> _Task requirements_
Copy each line below holding "Running".

*** Extracted data Section Begins ***

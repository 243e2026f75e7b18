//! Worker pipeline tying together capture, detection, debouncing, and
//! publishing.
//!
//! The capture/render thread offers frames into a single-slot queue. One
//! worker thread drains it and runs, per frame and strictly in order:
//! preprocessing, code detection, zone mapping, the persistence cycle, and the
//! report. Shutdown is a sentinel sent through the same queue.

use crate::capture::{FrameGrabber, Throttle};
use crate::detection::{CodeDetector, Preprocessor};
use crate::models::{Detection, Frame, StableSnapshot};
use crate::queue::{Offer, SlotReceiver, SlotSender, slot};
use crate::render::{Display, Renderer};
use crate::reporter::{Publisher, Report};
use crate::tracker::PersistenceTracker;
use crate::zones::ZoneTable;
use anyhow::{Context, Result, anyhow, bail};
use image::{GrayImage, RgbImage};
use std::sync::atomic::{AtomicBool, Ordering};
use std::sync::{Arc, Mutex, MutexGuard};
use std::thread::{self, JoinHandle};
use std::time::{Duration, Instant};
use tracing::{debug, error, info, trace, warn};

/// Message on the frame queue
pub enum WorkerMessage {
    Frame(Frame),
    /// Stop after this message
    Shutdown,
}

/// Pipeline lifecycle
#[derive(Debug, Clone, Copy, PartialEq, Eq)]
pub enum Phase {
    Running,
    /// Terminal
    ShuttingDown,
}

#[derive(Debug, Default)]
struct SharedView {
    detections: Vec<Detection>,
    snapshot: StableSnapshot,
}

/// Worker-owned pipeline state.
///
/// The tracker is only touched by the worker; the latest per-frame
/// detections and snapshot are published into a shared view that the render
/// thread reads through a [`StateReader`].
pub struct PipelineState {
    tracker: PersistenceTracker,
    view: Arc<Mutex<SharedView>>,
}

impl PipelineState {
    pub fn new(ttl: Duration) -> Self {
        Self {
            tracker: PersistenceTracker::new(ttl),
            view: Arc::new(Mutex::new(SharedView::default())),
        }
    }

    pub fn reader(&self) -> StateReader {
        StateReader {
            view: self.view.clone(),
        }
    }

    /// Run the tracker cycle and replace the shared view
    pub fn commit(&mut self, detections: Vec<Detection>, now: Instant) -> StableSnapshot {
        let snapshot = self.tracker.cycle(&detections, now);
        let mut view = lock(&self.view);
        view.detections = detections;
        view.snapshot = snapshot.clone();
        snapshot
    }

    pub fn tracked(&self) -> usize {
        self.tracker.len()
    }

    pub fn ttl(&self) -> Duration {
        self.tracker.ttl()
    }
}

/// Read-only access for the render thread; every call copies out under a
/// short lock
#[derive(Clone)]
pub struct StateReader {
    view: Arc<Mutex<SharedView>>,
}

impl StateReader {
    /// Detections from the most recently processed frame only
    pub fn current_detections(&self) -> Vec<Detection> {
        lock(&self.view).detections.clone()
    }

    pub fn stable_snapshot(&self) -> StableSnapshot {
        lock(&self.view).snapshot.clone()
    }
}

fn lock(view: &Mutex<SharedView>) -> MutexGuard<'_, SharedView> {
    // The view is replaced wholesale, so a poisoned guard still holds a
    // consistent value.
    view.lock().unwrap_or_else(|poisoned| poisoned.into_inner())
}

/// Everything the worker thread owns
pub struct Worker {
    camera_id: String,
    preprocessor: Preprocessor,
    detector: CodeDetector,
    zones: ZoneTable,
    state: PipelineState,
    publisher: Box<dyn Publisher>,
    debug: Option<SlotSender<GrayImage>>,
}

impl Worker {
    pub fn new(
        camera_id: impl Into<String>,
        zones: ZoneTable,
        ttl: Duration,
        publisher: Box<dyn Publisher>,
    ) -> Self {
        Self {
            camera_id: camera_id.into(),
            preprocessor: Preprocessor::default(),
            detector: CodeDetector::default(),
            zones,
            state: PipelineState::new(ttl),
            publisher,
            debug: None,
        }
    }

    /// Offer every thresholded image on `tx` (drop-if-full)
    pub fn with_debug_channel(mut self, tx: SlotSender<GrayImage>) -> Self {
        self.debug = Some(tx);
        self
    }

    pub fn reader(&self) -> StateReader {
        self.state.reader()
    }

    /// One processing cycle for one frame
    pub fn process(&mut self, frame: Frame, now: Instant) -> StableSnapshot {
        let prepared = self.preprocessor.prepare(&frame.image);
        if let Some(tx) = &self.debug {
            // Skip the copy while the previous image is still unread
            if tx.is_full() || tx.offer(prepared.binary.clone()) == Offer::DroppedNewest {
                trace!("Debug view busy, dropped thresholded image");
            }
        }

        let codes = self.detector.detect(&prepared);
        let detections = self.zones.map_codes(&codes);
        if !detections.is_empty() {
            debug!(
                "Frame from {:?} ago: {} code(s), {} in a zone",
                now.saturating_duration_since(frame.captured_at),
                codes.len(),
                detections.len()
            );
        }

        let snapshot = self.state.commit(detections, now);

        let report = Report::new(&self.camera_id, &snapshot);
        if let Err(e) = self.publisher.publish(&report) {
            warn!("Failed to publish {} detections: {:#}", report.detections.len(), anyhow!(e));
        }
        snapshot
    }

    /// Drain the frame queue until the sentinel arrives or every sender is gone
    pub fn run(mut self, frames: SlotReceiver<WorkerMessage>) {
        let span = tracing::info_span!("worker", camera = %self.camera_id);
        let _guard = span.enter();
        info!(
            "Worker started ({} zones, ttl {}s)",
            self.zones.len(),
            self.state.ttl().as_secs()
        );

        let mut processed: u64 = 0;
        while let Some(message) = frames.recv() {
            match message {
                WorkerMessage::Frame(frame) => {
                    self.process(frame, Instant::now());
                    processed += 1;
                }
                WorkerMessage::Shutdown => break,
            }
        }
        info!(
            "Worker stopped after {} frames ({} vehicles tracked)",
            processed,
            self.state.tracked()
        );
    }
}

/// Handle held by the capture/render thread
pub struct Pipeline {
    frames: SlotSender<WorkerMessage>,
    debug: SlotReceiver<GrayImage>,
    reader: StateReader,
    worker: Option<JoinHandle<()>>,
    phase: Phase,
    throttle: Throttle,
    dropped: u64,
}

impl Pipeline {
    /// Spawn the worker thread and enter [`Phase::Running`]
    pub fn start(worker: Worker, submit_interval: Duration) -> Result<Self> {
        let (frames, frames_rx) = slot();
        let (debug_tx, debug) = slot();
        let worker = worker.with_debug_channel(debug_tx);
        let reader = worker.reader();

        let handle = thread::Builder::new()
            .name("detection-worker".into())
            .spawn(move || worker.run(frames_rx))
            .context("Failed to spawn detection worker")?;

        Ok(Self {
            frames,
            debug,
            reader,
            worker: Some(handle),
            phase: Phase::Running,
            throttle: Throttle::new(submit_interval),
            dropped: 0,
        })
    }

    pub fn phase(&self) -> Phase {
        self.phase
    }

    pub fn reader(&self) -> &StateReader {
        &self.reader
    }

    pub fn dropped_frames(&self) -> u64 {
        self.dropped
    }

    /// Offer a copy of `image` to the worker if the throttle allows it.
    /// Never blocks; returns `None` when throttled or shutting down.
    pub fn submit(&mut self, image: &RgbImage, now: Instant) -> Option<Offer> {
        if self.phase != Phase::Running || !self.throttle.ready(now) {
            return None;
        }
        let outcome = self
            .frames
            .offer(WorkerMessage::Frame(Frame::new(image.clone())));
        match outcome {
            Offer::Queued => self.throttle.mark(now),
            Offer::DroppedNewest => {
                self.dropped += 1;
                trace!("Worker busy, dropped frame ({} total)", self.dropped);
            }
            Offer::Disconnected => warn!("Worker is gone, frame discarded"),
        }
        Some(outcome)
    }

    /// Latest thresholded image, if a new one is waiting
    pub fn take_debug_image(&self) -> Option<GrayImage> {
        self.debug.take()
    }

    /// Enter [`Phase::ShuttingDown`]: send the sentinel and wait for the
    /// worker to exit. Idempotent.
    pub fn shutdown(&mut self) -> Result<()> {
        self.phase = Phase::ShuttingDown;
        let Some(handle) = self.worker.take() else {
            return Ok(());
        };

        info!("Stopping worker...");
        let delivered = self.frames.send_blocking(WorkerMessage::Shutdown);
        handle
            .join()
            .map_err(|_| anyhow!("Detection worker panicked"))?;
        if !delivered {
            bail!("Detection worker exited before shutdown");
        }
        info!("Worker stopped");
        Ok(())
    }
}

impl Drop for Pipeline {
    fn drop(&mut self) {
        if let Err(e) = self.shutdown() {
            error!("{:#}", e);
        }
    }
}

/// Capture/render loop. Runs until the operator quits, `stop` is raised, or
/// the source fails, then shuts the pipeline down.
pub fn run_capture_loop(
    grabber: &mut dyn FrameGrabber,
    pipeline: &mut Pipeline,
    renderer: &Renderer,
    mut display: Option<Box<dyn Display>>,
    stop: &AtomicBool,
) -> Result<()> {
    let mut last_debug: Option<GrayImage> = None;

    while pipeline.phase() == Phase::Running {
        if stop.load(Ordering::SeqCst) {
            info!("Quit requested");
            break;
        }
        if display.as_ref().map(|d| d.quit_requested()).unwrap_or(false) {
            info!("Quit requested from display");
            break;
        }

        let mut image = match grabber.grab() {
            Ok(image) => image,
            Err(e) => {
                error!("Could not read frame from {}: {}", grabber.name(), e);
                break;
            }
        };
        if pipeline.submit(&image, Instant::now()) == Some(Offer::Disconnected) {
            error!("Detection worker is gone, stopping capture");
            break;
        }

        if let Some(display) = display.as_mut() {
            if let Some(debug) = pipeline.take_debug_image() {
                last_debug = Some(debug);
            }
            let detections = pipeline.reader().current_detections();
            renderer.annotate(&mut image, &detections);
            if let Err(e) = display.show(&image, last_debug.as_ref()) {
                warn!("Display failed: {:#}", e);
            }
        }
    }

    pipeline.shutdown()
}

*** Extracted data Section Ends ***
*** Extracted data Section Begins ***

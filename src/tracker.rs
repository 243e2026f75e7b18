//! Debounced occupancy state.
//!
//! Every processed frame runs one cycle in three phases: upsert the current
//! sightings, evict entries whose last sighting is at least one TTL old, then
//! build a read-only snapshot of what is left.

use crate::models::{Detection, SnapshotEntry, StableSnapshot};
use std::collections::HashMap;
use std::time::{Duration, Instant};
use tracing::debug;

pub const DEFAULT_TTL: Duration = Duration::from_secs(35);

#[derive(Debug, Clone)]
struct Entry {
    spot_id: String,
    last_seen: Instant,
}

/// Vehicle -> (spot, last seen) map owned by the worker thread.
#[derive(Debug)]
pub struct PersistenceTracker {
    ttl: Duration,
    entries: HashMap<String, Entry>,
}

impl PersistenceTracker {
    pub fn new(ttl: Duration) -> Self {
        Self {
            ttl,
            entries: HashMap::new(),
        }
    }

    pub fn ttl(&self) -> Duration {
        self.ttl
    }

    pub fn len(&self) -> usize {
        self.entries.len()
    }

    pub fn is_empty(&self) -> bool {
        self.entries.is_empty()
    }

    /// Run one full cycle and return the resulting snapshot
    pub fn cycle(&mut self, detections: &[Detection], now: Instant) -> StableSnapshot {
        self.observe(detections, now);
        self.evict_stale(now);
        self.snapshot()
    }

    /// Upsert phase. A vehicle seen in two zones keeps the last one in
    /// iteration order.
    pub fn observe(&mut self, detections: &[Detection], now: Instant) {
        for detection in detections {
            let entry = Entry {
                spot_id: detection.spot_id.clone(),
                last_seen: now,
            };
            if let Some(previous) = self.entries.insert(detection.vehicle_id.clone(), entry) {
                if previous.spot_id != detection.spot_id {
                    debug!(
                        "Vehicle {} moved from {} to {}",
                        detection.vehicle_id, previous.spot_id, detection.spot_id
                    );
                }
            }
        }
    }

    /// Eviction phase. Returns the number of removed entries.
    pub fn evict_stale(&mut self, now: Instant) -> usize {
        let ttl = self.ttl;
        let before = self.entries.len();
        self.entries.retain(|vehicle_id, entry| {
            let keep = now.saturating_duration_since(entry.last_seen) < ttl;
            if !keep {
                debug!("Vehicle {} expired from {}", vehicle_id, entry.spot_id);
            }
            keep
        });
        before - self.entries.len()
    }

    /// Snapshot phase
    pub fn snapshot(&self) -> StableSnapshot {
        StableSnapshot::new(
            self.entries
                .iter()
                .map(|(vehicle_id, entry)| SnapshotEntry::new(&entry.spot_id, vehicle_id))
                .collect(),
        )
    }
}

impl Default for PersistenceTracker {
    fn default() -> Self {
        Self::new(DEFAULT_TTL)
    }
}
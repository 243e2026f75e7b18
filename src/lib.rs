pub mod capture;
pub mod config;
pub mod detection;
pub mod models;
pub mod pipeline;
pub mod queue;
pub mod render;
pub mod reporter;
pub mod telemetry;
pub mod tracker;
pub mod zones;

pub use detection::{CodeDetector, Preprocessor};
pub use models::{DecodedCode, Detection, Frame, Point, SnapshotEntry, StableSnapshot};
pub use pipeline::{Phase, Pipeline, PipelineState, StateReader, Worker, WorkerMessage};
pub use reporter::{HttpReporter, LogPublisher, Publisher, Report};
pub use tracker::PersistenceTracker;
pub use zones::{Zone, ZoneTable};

*** Extracted data Section Ends ***
*** Extracted data Section Begins ***

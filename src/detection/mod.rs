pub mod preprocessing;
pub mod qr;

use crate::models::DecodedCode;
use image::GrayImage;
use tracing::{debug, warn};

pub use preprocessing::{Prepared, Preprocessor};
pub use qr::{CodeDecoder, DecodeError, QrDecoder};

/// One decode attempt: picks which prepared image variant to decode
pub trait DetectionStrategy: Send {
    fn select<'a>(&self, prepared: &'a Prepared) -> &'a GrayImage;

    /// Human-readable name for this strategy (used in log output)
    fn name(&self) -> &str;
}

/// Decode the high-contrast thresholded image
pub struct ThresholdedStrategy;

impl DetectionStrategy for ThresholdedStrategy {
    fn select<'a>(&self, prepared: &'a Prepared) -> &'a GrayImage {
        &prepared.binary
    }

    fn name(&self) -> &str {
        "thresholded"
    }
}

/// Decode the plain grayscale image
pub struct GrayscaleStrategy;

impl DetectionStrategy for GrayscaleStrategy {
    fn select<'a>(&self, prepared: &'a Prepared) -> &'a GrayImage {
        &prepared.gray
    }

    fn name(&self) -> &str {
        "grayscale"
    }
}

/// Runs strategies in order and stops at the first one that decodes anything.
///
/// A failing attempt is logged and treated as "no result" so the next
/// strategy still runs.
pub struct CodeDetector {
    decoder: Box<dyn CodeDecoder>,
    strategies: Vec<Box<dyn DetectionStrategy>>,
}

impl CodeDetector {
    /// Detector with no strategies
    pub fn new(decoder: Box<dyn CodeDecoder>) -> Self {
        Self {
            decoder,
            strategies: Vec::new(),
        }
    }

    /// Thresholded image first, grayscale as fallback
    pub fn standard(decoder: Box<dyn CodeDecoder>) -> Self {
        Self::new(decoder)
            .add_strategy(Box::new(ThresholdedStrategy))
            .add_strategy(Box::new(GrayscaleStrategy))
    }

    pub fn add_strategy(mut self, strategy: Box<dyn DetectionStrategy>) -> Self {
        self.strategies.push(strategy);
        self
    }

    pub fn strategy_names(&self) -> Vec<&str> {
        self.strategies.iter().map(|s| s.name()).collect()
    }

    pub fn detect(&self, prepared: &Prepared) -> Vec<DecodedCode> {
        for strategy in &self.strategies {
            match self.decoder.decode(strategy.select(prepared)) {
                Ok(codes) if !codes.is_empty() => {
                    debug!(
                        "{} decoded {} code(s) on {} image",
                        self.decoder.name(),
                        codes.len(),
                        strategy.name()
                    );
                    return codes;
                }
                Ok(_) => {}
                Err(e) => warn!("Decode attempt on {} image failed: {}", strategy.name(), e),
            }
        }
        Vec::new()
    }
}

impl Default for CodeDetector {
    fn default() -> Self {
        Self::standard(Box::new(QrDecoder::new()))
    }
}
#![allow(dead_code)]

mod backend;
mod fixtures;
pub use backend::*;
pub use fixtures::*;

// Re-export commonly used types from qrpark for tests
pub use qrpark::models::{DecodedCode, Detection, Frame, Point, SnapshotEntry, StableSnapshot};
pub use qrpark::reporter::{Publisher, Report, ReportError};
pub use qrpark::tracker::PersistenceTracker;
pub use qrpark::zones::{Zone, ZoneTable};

*** Extracted data Section Ends ***

> _Output of the task_
    Running,
    /// Spawn the worker thread and enter [`Phase::Running`]
            phase: Phase::Running,
        if self.phase != Phase::Running || !self.throttle.ready(now) {
    while pipeline.phase() == Phase::Running {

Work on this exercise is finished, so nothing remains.